What number of lines in the material contain the word "engine"? Give that number alone.
____________________
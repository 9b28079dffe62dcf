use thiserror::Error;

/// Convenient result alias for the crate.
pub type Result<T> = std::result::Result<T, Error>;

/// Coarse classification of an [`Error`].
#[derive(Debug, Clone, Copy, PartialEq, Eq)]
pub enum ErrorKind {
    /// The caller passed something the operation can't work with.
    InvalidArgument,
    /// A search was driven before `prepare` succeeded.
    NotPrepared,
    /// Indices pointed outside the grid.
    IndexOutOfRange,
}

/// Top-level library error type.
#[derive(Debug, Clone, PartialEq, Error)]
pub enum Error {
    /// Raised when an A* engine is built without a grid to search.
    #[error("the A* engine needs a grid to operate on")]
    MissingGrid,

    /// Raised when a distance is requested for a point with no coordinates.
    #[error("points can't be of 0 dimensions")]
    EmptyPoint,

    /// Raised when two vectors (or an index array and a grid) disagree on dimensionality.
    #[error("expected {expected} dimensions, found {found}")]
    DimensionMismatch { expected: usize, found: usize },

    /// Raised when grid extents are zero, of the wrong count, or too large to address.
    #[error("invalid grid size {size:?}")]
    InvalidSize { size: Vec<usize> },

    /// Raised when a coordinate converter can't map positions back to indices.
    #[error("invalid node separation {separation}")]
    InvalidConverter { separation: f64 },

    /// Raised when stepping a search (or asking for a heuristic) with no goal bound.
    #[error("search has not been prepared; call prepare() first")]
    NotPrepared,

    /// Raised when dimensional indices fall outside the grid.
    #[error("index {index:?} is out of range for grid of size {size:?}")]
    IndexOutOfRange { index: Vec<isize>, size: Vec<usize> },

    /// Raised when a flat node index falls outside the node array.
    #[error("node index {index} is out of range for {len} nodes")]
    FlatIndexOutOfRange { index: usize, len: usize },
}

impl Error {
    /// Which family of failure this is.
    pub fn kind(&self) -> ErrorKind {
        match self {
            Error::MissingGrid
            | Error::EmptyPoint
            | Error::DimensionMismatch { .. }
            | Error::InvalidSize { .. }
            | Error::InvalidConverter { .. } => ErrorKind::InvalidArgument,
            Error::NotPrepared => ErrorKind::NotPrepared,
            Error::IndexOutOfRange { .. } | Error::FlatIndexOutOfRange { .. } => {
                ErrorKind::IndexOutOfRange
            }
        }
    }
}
____________________
Reply:
2